> What to produce: Nothing belongs in the answer except the lines of the material that include "Mutex".
** Provided material follows **
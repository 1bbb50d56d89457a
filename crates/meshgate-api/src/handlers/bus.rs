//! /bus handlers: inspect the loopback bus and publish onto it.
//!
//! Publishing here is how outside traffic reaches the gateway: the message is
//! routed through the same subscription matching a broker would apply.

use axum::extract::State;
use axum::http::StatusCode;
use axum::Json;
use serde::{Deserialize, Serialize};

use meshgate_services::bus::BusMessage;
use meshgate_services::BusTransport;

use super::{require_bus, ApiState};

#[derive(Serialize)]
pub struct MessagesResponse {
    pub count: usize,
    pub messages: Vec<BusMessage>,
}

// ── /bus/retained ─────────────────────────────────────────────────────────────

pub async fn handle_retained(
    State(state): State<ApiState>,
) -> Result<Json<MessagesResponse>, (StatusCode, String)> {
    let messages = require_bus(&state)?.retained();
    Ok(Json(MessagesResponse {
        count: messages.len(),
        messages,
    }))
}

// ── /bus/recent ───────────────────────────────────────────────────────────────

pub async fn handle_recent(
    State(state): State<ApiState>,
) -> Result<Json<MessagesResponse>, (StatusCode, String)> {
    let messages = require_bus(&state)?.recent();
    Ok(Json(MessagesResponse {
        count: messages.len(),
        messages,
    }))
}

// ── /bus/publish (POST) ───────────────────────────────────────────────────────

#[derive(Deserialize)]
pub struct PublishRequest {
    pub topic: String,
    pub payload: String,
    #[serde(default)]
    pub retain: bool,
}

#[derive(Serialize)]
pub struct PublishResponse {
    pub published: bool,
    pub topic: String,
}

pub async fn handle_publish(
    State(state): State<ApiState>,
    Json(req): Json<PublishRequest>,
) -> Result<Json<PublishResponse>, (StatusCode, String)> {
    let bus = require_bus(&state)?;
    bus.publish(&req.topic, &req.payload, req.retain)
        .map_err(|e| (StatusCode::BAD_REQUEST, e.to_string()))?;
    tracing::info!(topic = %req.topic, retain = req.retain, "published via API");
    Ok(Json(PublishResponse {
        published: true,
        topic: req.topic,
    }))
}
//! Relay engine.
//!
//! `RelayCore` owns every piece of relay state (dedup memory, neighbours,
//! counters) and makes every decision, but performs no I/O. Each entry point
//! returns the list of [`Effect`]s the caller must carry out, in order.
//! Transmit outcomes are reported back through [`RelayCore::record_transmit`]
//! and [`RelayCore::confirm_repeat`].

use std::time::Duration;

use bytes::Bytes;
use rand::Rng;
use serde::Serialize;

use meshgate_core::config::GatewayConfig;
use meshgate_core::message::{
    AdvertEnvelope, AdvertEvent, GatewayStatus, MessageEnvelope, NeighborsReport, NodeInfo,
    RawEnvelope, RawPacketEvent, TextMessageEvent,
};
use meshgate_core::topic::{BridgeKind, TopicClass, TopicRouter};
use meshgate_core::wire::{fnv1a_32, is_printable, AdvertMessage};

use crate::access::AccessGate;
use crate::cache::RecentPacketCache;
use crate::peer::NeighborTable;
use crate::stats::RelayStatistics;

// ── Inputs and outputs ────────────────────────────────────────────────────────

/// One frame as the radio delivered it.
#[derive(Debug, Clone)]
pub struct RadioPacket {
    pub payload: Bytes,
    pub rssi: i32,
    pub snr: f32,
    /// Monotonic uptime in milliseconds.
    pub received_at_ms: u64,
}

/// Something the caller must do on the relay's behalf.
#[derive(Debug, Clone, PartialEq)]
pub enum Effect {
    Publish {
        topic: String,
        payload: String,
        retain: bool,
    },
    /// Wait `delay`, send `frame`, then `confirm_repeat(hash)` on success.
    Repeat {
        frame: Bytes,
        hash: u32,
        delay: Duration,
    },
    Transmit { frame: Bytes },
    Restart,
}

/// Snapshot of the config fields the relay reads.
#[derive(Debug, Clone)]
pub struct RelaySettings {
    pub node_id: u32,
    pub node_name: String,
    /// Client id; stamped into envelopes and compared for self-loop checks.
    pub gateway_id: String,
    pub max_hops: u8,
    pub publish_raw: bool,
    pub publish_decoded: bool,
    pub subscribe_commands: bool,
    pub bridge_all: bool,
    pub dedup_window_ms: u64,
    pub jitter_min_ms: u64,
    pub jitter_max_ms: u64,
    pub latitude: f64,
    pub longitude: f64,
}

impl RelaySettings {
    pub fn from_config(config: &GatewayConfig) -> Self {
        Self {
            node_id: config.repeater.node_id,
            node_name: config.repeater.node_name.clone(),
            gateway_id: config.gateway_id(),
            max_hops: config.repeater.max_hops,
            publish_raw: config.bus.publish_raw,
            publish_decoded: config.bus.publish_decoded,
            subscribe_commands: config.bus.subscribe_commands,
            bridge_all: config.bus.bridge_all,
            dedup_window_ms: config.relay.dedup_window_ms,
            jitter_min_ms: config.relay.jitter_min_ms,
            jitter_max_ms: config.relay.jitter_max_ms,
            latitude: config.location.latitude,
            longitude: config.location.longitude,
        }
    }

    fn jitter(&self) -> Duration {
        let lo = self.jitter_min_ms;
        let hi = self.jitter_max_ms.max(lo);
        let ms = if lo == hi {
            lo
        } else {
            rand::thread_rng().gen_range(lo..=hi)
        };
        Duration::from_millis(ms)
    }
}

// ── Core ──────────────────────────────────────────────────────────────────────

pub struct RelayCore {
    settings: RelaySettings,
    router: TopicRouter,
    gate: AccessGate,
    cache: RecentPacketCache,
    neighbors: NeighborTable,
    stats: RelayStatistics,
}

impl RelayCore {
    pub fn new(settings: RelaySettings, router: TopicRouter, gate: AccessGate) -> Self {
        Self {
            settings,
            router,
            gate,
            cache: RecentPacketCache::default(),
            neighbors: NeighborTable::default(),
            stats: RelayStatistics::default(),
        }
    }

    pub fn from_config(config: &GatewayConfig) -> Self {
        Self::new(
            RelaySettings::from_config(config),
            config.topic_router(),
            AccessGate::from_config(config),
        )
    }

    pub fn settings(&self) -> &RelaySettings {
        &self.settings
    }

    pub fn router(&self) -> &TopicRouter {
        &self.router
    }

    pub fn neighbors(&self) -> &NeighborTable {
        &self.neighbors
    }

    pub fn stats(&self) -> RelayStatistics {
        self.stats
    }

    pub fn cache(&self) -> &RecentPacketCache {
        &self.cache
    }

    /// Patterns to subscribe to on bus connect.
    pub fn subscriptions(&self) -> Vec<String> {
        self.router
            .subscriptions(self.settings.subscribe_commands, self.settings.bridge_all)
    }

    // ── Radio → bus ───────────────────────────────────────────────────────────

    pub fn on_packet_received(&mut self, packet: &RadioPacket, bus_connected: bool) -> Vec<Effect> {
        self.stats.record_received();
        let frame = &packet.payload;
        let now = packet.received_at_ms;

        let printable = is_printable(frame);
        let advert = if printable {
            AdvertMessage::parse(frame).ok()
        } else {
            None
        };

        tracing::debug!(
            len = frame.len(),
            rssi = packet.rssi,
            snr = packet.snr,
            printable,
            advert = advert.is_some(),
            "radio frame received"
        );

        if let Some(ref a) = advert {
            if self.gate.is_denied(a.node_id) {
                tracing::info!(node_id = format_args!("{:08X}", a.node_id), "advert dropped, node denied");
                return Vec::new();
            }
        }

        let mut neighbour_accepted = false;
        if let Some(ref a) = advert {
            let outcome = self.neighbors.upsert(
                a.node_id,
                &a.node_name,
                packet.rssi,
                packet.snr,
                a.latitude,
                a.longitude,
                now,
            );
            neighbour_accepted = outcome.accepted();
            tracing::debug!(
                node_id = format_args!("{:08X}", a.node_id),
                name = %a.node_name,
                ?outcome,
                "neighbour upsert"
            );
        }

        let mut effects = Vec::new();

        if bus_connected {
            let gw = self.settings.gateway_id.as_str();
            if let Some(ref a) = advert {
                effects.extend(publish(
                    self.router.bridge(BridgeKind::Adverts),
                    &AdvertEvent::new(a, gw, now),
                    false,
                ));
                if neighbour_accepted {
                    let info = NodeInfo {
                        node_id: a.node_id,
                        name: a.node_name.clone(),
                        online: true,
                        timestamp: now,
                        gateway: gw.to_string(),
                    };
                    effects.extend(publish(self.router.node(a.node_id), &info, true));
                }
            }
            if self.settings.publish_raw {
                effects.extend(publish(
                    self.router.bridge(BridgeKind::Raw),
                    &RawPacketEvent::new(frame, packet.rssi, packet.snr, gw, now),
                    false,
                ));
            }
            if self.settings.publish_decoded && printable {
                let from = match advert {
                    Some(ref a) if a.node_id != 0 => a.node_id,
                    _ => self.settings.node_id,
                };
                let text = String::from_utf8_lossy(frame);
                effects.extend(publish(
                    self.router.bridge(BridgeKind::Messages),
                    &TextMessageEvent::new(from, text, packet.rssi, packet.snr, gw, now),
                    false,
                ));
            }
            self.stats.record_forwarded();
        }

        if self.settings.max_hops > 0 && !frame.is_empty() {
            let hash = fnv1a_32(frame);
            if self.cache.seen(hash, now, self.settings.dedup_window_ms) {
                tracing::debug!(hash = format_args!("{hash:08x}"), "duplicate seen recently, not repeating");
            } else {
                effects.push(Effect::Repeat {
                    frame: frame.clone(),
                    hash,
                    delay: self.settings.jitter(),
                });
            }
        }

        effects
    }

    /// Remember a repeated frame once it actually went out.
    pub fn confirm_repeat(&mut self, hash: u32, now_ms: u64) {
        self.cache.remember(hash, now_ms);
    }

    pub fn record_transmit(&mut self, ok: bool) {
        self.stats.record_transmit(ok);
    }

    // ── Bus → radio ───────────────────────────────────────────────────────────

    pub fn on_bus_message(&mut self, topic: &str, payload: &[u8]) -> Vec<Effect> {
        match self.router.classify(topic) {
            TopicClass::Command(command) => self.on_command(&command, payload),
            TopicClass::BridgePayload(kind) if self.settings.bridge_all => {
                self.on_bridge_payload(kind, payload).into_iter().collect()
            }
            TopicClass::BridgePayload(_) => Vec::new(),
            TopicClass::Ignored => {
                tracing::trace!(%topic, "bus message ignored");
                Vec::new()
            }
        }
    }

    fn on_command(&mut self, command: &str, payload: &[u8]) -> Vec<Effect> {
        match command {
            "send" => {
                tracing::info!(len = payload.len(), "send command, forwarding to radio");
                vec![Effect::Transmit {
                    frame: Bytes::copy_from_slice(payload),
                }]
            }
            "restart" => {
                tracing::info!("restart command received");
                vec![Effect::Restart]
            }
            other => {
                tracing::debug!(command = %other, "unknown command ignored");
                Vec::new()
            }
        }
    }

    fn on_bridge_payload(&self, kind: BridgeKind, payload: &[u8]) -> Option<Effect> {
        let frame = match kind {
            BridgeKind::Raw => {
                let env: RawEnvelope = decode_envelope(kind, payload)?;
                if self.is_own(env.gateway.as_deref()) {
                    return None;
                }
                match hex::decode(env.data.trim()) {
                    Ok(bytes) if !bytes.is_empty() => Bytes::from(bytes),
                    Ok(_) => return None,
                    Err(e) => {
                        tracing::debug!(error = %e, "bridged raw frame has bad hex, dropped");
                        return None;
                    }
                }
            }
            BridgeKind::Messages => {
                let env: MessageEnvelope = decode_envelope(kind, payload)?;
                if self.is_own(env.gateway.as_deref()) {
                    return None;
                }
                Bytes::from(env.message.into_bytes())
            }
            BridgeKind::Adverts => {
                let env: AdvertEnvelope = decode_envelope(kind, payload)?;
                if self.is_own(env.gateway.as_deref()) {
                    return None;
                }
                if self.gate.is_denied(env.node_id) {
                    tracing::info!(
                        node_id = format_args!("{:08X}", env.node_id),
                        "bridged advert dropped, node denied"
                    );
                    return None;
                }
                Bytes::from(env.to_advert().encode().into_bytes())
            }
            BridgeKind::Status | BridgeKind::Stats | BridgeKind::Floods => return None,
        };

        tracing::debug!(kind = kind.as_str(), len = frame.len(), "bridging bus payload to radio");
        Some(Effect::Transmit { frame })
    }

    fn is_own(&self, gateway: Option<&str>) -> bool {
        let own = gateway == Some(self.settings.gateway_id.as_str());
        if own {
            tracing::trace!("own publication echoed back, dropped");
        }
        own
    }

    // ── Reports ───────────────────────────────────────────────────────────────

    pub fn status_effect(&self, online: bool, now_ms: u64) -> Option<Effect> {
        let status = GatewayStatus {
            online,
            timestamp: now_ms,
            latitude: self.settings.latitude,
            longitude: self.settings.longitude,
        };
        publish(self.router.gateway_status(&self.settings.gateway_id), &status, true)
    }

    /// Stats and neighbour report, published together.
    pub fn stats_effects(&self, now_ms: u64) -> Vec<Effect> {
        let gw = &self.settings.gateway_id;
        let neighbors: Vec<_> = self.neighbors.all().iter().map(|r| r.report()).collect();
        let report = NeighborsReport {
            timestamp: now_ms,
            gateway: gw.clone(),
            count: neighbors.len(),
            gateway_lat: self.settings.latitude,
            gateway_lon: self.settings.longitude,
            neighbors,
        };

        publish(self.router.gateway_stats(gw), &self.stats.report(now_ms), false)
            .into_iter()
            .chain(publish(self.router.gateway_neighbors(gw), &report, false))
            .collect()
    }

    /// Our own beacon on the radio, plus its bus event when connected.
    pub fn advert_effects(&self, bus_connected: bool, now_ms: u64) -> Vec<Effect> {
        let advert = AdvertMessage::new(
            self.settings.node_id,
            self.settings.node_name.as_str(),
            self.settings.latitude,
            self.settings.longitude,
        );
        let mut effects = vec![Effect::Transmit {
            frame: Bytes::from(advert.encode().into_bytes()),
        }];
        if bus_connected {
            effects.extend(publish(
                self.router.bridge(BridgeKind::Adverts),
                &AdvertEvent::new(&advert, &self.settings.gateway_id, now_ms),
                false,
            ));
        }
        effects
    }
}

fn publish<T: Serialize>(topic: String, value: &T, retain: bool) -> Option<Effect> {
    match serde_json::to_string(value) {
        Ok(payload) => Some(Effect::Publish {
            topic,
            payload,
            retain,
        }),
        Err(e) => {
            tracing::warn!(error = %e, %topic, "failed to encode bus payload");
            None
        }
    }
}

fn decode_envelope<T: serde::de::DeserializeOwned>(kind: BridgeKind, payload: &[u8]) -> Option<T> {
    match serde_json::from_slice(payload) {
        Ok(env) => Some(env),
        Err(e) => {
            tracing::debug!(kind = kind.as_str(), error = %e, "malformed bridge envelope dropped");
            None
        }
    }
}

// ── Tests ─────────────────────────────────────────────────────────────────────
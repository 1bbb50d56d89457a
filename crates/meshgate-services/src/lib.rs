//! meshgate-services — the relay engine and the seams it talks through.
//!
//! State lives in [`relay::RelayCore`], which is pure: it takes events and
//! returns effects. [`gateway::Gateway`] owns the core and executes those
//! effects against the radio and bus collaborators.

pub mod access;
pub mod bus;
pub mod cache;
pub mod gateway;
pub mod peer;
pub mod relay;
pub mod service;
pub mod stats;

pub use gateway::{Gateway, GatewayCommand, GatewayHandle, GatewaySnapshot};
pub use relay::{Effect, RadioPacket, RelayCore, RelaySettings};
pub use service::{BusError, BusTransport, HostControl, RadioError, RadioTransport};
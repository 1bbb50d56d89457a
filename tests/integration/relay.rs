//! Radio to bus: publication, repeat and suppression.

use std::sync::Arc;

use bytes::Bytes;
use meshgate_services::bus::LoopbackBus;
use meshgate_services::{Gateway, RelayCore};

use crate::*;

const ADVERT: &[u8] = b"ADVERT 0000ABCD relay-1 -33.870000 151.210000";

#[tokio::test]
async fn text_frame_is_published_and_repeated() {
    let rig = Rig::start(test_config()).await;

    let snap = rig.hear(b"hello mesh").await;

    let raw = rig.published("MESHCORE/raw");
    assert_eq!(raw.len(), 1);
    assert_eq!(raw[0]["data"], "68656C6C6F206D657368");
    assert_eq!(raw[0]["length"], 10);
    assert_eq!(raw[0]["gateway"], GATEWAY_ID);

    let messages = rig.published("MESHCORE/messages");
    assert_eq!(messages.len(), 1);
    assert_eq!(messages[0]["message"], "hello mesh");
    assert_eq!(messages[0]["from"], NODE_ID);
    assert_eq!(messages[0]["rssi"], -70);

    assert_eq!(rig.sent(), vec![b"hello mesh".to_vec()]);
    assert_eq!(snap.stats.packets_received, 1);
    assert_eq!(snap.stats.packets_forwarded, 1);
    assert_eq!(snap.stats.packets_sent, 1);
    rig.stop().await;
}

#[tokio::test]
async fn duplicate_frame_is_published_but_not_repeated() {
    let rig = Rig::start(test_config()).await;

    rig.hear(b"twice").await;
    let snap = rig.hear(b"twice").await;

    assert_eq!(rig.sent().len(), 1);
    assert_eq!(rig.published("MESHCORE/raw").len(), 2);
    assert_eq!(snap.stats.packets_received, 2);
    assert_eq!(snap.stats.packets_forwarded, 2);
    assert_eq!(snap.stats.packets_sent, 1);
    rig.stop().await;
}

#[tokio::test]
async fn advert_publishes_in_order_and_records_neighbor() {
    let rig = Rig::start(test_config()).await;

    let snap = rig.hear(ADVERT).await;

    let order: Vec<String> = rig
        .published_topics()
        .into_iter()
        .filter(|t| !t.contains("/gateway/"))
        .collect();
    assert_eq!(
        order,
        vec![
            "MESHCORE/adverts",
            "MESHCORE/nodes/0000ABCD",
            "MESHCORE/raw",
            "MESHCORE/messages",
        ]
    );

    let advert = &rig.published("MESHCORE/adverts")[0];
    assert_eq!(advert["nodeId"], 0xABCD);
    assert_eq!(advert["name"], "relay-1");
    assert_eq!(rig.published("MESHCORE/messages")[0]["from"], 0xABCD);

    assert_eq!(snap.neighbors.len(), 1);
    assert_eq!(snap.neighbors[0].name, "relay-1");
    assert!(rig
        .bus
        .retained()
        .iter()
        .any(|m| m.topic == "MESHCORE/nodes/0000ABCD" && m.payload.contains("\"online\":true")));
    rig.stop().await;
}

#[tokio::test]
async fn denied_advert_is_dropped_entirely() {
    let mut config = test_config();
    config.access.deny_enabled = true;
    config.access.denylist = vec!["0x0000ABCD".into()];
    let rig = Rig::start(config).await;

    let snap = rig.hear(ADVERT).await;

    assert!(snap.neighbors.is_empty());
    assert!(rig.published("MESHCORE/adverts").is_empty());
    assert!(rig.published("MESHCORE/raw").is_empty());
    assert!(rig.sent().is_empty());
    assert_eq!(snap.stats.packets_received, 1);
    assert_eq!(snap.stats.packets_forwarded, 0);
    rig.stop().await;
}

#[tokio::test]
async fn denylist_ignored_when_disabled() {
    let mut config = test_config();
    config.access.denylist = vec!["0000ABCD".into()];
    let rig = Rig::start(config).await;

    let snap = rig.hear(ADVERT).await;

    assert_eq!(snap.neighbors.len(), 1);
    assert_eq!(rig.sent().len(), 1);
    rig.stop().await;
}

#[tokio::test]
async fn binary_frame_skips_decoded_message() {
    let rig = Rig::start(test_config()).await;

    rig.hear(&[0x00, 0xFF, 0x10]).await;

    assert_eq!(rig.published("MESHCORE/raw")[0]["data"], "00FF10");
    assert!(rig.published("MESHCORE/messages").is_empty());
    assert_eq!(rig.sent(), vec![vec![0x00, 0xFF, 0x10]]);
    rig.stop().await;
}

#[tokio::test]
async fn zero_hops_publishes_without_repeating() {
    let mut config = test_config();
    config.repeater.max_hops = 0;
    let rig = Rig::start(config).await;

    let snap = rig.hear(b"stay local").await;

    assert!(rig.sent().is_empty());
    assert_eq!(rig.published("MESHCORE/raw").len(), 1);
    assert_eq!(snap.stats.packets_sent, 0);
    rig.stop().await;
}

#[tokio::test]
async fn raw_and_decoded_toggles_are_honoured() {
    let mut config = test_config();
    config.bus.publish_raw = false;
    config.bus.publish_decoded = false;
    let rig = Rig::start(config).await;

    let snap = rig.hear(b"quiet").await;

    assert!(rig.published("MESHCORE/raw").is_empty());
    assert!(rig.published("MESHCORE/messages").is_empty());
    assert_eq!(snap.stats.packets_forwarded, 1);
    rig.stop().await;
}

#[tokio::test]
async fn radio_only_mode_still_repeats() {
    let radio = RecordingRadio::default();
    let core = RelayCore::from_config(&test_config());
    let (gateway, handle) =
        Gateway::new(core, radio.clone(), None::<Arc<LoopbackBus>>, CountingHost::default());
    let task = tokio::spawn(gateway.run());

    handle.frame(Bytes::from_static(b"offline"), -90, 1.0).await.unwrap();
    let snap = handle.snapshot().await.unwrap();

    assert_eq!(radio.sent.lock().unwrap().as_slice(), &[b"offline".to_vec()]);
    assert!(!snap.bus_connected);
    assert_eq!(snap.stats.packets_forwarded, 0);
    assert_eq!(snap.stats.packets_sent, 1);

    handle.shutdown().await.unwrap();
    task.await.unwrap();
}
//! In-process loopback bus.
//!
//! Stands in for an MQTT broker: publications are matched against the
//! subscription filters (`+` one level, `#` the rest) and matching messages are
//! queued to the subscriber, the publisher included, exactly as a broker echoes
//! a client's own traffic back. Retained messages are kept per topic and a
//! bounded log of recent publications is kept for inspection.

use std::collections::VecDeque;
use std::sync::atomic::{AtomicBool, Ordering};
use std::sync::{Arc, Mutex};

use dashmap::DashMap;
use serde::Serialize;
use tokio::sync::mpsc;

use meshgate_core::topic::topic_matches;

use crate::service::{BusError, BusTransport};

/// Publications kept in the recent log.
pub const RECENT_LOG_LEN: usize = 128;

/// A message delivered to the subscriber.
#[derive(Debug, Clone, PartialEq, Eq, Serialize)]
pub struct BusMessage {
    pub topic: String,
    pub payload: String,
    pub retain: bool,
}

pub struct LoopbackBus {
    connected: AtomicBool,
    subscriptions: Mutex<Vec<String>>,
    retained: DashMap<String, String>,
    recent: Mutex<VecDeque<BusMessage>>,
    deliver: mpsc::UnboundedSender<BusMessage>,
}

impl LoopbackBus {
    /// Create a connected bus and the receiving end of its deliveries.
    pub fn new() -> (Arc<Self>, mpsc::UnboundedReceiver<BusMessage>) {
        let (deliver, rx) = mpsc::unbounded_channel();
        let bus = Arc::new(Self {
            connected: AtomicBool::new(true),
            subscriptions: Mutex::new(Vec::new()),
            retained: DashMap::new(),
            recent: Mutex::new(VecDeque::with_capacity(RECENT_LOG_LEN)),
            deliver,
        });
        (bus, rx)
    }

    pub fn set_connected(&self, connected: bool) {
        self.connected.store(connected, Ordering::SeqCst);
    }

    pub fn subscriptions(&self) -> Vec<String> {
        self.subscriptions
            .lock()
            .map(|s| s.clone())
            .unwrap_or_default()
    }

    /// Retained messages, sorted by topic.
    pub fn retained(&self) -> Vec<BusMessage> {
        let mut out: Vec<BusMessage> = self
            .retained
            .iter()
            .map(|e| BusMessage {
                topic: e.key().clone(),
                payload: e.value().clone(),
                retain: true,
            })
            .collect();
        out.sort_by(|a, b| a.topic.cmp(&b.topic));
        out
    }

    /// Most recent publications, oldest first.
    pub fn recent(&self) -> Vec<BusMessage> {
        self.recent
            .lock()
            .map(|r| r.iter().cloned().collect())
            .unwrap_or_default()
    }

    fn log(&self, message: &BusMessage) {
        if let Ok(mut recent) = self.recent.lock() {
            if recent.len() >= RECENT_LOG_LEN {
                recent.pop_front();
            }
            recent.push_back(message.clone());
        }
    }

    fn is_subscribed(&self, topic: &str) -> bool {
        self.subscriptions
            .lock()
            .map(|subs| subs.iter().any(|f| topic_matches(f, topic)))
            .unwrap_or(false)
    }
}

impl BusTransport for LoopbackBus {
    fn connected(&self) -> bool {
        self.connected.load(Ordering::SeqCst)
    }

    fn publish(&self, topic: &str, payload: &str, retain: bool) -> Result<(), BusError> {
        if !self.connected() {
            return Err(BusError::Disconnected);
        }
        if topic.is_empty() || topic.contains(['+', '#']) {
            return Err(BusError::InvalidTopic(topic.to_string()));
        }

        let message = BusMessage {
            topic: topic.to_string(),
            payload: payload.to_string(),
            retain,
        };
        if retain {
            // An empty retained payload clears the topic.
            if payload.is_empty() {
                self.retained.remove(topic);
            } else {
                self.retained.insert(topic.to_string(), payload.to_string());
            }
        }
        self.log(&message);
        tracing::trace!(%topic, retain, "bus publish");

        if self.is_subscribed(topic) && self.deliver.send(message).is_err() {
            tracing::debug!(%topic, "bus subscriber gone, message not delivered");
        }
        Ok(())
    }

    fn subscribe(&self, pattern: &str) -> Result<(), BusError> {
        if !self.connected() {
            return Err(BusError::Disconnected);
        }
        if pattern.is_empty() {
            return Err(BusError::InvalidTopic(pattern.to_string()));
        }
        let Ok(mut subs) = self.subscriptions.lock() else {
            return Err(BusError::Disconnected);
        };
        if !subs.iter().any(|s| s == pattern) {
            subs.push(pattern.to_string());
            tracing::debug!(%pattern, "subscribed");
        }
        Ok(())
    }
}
** End of Provided material **
> Written reply:
use std::sync::{Arc, Mutex};
    subscriptions: Mutex<Vec<String>>,
    recent: Mutex<VecDeque<BusMessage>>,
            subscriptions: Mutex::new(Vec::new()),
            recent: Mutex::new(VecDeque::with_capacity(RECENT_LOG_LEN)),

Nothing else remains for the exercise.